Malta Financial Services Authority directs boards to embed business resilience and will reinforce expectations through supervisory engagement and inspections

The Malta Financial Services Authority (MFSA) issued a Dear CEO letter instructing boards and senior management at financial institutions to treat business resilience as a strategic priority, following a thematic exercise that identified gaps in firms’ preparedness to protect consumer interests during disruptions. The review highlighted weak financial forecasting where institutions reported sustained multi-year losses despite positive outlooks, concentration risk from over-reliance on a small number of major clients, and risk identification that focused too narrowly on IT threats while overlooking broader operational, financial and reputational risks. It also found shortcomings in annual testing of business continuity arrangements, operational fragilities linked to staff turnover and succession planning, and limited evidence that testing produced documented improvements.
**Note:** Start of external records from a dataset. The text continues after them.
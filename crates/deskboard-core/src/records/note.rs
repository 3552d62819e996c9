//! Note records.

use crate::richtext::{RichDoc, reading_time, word_count};
use chrono::{DateTime, Utc};
use serde::{Deserialize, Serialize};
use uuid::Uuid;

/// Title given to newly created notes.
pub const NEW_NOTE_TITLE: &str = "New Note";

/// Heuristic feedback on a note's text.
#[derive(Debug, Clone, Default, PartialEq, Serialize, Deserialize)]
#[serde(rename_all = "camelCase")]
pub struct NoteInsights {
    #[serde(default)]
    pub suggestions: Vec<String>,
    #[serde(default)]
    pub improvements: Vec<String>,
    #[serde(default)]
    pub topics: Vec<String>,
    #[serde(default)]
    pub sentiment: String,
    #[serde(default)]
    pub suggested_tags: Vec<String>,
}

#[derive(Debug, Clone, PartialEq, Serialize, Deserialize)]
pub struct Note {
    pub id: String,
    pub user_id: String,
    pub title: String,
    pub content: RichDoc,
    #[serde(default)]
    pub plain_text: String,
    #[serde(default, skip_serializing_if = "Option::is_none")]
    pub ai_summary: Option<String>,
    #[serde(default)]
    pub ai_tags: Vec<String>,
    #[serde(default, skip_serializing_if = "Option::is_none")]
    pub ai_insights: Option<NoteInsights>,
    #[serde(default, skip_serializing_if = "Option::is_none")]
    pub folder_id: Option<String>,
    #[serde(default)]
    pub is_favorite: bool,
    #[serde(default)]
    pub word_count: usize,
    /// Minutes.
    #[serde(default)]
    pub reading_time: usize,
    pub created_at: DateTime<Utc>,
    pub updated_at: DateTime<Utc>,
    pub last_accessed_at: DateTime<Utc>,
}

impl Note {
    pub fn create(new: NewNote, now: DateTime<Utc>) -> Self {
        let mut note = Self {
            id: Uuid::new_v4().to_string(),
            user_id: new.user_id,
            title: new.title,
            content: new.content,
            plain_text: new.plain_text,
            ai_summary: None,
            ai_tags: Vec::new(),
            ai_insights: None,
            folder_id: None,
            is_favorite: false,
            word_count: 0,
            reading_time: 0,
            created_at: now,
            updated_at: now,
            last_accessed_at: now,
        };
        note.refresh_stats();
        note
    }

    /// Merge `patch` and bump `updated_at`.
    pub fn apply(&mut self, patch: &NotePatch, now: DateTime<Utc>) {
        if let Some(title) = &patch.title {
            self.title = title.clone();
        }
        if let Some(content) = &patch.content {
            self.content = content.clone();
            if patch.plain_text.is_none() {
                self.plain_text = content.plain_text();
            }
        }
        if let Some(plain_text) = &patch.plain_text {
            self.plain_text = plain_text.clone();
        }
        if let Some(favorite) = patch.is_favorite {
            self.is_favorite = favorite;
        }
        if let Some(summary) = &patch.ai_summary {
            self.ai_summary = Some(summary.clone());
        }
        if let Some(tags) = &patch.ai_tags {
            self.ai_tags = tags.clone();
        }
        if let Some(insights) = &patch.ai_insights {
            self.ai_insights = Some(insights.clone());
        }
        if let Some(folder) = &patch.folder_id {
            self.folder_id = Some(folder.clone());
        }
        self.refresh_stats();
        self.updated_at = now;
    }

    /// Case-insensitive match against title or plain text.
    pub fn matches(&self, query: &str) -> bool {
        let query = query.to_lowercase();
        self.title.to_lowercase().contains(&query) || self.plain_text.to_lowercase().contains(&query)
    }

    fn refresh_stats(&mut self) {
        self.word_count = word_count(&self.plain_text);
        self.reading_time = reading_time(self.word_count);
    }
}

#[derive(Debug, Clone, PartialEq)]
pub struct NewNote {
    pub user_id: String,
    pub title: String,
    pub content: RichDoc,
    pub plain_text: String,
}

impl NewNote {
    /// "New Note" with a single empty paragraph.
    pub fn blank(user_id: &str) -> Self {
        Self {
            user_id: user_id.to_string(),
            title: NEW_NOTE_TITLE.to_string(),
            content: RichDoc::blank(),
            plain_text: String::new(),
        }
    }
}

/// Partial note update. Fields left `None` are untouched.
#[derive(Debug, Clone, Default, PartialEq)]
pub struct NotePatch {
    pub title: Option<String>,
    pub content: Option<RichDoc>,
    pub plain_text: Option<String>,
    pub is_favorite: Option<bool>,
    pub ai_summary: Option<String>,
    pub ai_tags: Option<Vec<String>>,
    pub ai_insights: Option<NoteInsights>,
    pub folder_id: Option<String>,
}

impl NotePatch {
    pub fn title(title: impl Into<String>) -> Self {
        Self {
            title: Some(title.into()),
            ..Default::default()
        }
    }

    /// Content edit with its plain-text projection.
    pub fn content(content: RichDoc) -> Self {
        Self {
            plain_text: Some(content.plain_text()),
            content: Some(content),
            ..Default::default()
        }
    }

    pub fn favorite(is_favorite: bool) -> Self {
        Self {
            is_favorite: Some(is_favorite),
            ..Default::default()
        }
    }

    /// Overlay `newer` on top of `self`; fields set in `newer` win.
    pub fn merge(self, newer: NotePatch) -> NotePatch {
        NotePatch {
            title: newer.title.or(self.title),
            content: newer.content.or(self.content),
            plain_text: newer.plain_text.or(self.plain_text),
            is_favorite: newer.is_favorite.or(self.is_favorite),
            ai_summary: newer.ai_summary.or(self.ai_summary),
            ai_tags: newer.ai_tags.or(self.ai_tags),
            ai_insights: newer.ai_insights.or(self.ai_insights),
            folder_id: newer.folder_id.or(self.folder_id),
        }
    }
}
//! Input state management for pointer and keyboard events.

use kurbo::Point;
use serde::{Deserialize, Serialize};
use std::collections::HashSet;
use std::time::Instant;

/// Key name for the cancellation key that exits full-screen.
pub const KEY_ESCAPE: &str = "Escape";

/// Mouse button identifiers.
#[derive(Debug, Clone, Copy, PartialEq, Eq, Hash, Serialize, Deserialize)]
pub enum MouseButton {
    Left,
    Right,
    Middle,
}

/// Pointer event in canvas coordinates.
#[derive(Debug, Clone, Copy, PartialEq, Serialize, Deserialize)]
pub enum PointerEvent {
    Down { position: Point, button: MouseButton },
    Up { position: Point, button: MouseButton },
    Move { position: Point },
}

impl PointerEvent {
    pub fn position(&self) -> Point {
        match *self {
            PointerEvent::Down { position, .. }
            | PointerEvent::Up { position, .. }
            | PointerEvent::Move { position } => position,
        }
    }
}

/// Keyboard event type.
#[derive(Debug, Clone, PartialEq, Eq, Serialize, Deserialize)]
pub enum KeyEvent {
    Pressed(String),
    Released(String),
}

/// Double-click detection constants.
const DOUBLE_CLICK_TIME_MS: u128 = 500;
const DOUBLE_CLICK_DISTANCE: f64 = 5.0;

/// Tracks pointer and key state between events.
#[derive(Debug, Clone, Default)]
pub struct InputState {
    /// Last known pointer position.
    pub pointer_position: Point,
    pressed_buttons: HashSet<MouseButton>,
    pressed_keys: HashSet<String>,
    last_click_time: Option<Instant>,
    last_click_position: Option<Point>,
    /// Whether the most recent left press completed a double-click.
    double_click_detected: bool,
}

impl InputState {
    pub fn new() -> Self {
        Self::default()
    }

    /// Process a pointer event using the current time.
    pub fn handle_pointer_event(&mut self, event: PointerEvent) {
        self.handle_pointer_event_at(event, Instant::now());
    }

    /// Process a pointer event that happened at `now`.
    pub fn handle_pointer_event_at(&mut self, event: PointerEvent, now: Instant) {
        match event {
            PointerEvent::Down { position, button } => {
                self.pointer_position = position;
                self.pressed_buttons.insert(button);
                self.double_click_detected = false;

                if button == MouseButton::Left {
                    let is_double = match (self.last_click_time, self.last_click_position) {
                        (Some(last_time), Some(last_pos)) => {
                            let elapsed = now.saturating_duration_since(last_time).as_millis();
                            let distance = (position - last_pos).hypot();
                            elapsed < DOUBLE_CLICK_TIME_MS && distance < DOUBLE_CLICK_DISTANCE
                        }
                        _ => false,
                    };

                    if is_double {
                        self.double_click_detected = true;
                        // A third click starts a fresh sequence.
                        self.last_click_time = None;
                        self.last_click_position = None;
                    } else {
                        self.last_click_time = Some(now);
                        self.last_click_position = Some(position);
                    }
                }
            }
            PointerEvent::Up { position, button } => {
                self.pointer_position = position;
                self.pressed_buttons.remove(&button);
            }
            PointerEvent::Move { position } => {
                self.pointer_position = position;
            }
        }
    }

    /// Process a key event.
    pub fn handle_key_event(&mut self, event: &KeyEvent) {
        match event {
            KeyEvent::Pressed(key) => {
                self.pressed_keys.insert(key.clone());
            }
            KeyEvent::Released(key) => {
                self.pressed_keys.remove(key);
            }
        }
    }

    pub fn is_button_pressed(&self, button: MouseButton) -> bool {
        self.pressed_buttons.contains(&button)
    }

    pub fn is_key_pressed(&self, key: &str) -> bool {
        self.pressed_keys.contains(key)
    }

    /// Whether the latest press was the second half of a double-click.
    pub fn is_double_click(&self) -> bool {
        self.double_click_detected
    }
}

#[cfg(test)]
mod tests {
    use super::*;
    use std::time::Duration;

    fn down(x: f64, y: f64) -> PointerEvent {
        PointerEvent::Down {
            position: Point::new(x, y),
            button: MouseButton::Left,
        }
    }

    fn up(x: f64, y: f64) -> PointerEvent {
        PointerEvent::Up {
            position: Point::new(x, y),
            button: MouseButton::Left,
        }
    }

    #[test]
    fn test_button_press_and_release() {
        let mut input = InputState::new();
        input.handle_pointer_event(down(100.0, 100.0));
        assert!(input.is_button_pressed(MouseButton::Left));
        assert!(!input.is_button_pressed(MouseButton::Right));

        input.handle_pointer_event(up(100.0, 100.0));
        assert!(!input.is_button_pressed(MouseButton::Left));
    }

    #[test]
    fn test_double_click_detection() {
        let mut input = InputState::new();
        let t0 = Instant::now();

        input.handle_pointer_event_at(down(100.0, 100.0), t0);
        assert!(!input.is_double_click());
        input.handle_pointer_event_at(up(100.0, 100.0), t0);

        input.handle_pointer_event_at(down(101.0, 100.0), t0 + Duration::from_millis(200));
        assert!(input.is_double_click());

        // Third click starts over.
        input.handle_pointer_event_at(down(101.0, 100.0), t0 + Duration::from_millis(300));
        assert!(!input.is_double_click());
    }

    #[test]
    fn test_double_click_too_slow() {
        let mut input = InputState::new();
        let t0 = Instant::now();
        input.handle_pointer_event_at(down(100.0, 100.0), t0);
        input.handle_pointer_event_at(down(100.0, 100.0), t0 + Duration::from_millis(800));
        assert!(!input.is_double_click());
    }

    #[test]
    fn test_double_click_too_far() {
        let mut input = InputState::new();
        let t0 = Instant::now();
        input.handle_pointer_event_at(down(100.0, 100.0), t0);
        input.handle_pointer_event_at(down(200.0, 200.0), t0 + Duration::from_millis(100));
        assert!(!input.is_double_click());
    }

    #[test]
    fn test_key_press() {
        let mut input = InputState::new();
        input.handle_key_event(&KeyEvent::Pressed(KEY_ESCAPE.to_string()));
        assert!(input.is_key_pressed(KEY_ESCAPE));
        input.handle_key_event(&KeyEvent::Released(KEY_ESCAPE.to_string()));
        assert!(!input.is_key_pressed(KEY_ESCAPE));
    }
}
The MFSA expects resilience to be embedded in strategy, financial planning and day-to-day operations, supported by broader risk assessment frameworks, annual stress testing across liquidity, financial and operational dimensions, locally owned risk assessments rather than reliance on group-level monitoring, diversification strategies to reduce client concentration, and business continuity plans that are regularly tested, documented and updated. Supervisory follow-up will include integrating thematic findings into supervisory meetings and onsite inspections, with long-standing licensees, particularly those authorised for more than a decade, expected to demonstrate maturity and preparedness proportionate to their tenure.